_PROBLEM TO SOLVE:_ Output the data word for word. Begin at its first line and end at the line with "pub struct BatchStartedEvent".

-------- DATA FOR PROCESSING

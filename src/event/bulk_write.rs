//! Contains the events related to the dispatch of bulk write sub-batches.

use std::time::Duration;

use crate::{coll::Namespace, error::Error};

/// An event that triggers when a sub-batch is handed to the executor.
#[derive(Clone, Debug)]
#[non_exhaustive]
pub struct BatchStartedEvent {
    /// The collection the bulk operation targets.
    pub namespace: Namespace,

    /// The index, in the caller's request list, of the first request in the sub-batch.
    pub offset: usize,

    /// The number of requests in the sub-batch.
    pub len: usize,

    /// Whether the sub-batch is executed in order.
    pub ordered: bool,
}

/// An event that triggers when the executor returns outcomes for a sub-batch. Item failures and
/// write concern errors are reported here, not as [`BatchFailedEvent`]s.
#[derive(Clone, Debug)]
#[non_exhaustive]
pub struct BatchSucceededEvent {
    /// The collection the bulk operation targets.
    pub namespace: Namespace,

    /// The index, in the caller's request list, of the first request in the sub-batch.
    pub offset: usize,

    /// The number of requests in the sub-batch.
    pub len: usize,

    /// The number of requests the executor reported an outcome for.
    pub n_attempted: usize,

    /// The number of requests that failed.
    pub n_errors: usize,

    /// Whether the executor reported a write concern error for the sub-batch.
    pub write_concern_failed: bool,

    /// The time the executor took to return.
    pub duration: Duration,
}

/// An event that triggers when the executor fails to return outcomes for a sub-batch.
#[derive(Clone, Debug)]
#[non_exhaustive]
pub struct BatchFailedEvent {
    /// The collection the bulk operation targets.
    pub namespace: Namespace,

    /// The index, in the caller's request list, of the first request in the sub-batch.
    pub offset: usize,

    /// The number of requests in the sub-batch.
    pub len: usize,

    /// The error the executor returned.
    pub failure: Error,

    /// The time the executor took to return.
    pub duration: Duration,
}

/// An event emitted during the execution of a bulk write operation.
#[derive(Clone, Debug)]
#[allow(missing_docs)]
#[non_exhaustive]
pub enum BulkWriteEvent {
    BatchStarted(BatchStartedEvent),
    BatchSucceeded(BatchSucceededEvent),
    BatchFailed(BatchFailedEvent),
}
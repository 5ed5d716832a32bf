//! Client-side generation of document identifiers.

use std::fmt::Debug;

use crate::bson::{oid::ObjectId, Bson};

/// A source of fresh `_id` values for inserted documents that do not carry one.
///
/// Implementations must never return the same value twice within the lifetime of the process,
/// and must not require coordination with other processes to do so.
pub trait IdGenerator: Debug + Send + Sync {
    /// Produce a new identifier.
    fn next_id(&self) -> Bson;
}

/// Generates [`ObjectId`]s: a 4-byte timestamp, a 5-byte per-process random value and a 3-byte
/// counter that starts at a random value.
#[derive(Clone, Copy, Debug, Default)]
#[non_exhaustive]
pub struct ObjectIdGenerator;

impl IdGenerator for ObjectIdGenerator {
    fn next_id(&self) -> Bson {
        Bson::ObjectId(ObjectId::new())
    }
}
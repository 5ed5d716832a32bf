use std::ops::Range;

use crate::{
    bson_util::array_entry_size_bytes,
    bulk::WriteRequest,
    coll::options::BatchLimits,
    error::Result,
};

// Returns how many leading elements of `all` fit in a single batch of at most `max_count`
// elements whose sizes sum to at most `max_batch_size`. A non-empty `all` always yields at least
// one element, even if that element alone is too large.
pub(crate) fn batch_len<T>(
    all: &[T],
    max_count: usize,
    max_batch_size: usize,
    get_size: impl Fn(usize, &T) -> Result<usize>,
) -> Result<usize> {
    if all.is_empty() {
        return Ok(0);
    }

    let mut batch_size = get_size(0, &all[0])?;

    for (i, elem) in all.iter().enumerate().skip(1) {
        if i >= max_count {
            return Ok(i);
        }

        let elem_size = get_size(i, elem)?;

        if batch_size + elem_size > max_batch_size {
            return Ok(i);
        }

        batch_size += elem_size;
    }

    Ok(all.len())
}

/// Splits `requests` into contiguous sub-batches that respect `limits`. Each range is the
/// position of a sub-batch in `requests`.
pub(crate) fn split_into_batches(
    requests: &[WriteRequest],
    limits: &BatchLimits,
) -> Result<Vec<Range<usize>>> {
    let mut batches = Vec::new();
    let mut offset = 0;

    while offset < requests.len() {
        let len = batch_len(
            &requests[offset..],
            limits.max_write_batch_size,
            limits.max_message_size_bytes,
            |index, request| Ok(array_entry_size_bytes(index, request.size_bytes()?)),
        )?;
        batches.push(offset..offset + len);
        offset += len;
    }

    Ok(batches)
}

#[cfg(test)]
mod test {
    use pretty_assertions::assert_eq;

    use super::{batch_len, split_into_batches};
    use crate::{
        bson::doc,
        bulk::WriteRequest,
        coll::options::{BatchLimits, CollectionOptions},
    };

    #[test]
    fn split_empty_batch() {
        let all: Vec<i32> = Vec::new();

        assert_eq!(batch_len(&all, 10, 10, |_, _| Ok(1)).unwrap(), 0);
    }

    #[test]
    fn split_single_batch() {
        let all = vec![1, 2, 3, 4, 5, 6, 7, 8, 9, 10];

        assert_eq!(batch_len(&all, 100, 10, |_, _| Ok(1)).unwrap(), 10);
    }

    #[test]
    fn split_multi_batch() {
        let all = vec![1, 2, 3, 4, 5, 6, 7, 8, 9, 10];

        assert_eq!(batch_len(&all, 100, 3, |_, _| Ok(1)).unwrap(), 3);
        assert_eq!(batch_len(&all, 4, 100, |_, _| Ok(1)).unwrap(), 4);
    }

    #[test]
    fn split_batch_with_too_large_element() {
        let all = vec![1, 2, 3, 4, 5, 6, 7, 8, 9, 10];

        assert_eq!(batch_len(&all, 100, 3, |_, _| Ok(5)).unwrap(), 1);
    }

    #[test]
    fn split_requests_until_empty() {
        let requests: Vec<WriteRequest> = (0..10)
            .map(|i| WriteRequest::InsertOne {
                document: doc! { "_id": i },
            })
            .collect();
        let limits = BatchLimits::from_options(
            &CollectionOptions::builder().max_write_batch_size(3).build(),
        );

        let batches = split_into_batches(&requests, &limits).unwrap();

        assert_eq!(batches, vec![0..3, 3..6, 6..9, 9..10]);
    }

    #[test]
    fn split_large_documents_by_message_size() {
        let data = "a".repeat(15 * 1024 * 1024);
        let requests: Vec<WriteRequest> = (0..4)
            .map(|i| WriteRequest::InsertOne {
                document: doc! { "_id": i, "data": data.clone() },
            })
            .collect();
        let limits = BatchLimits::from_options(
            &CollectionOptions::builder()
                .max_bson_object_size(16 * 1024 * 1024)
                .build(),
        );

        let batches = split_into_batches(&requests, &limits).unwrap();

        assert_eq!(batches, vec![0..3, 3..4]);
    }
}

----------------

_OUTPUT FOR THIS TASK:_
filename src/event/bulk_write.rs
//! Contains the events related to the dispatch of bulk write sub-batches.

use std::time::Duration;

use crate::{coll::Namespace, error::Error};

/// An event that triggers when a sub-batch is handed to the executor.
#[derive(Clone, Debug)]
#[non_exhaustive]
pub struct BatchStartedEvent {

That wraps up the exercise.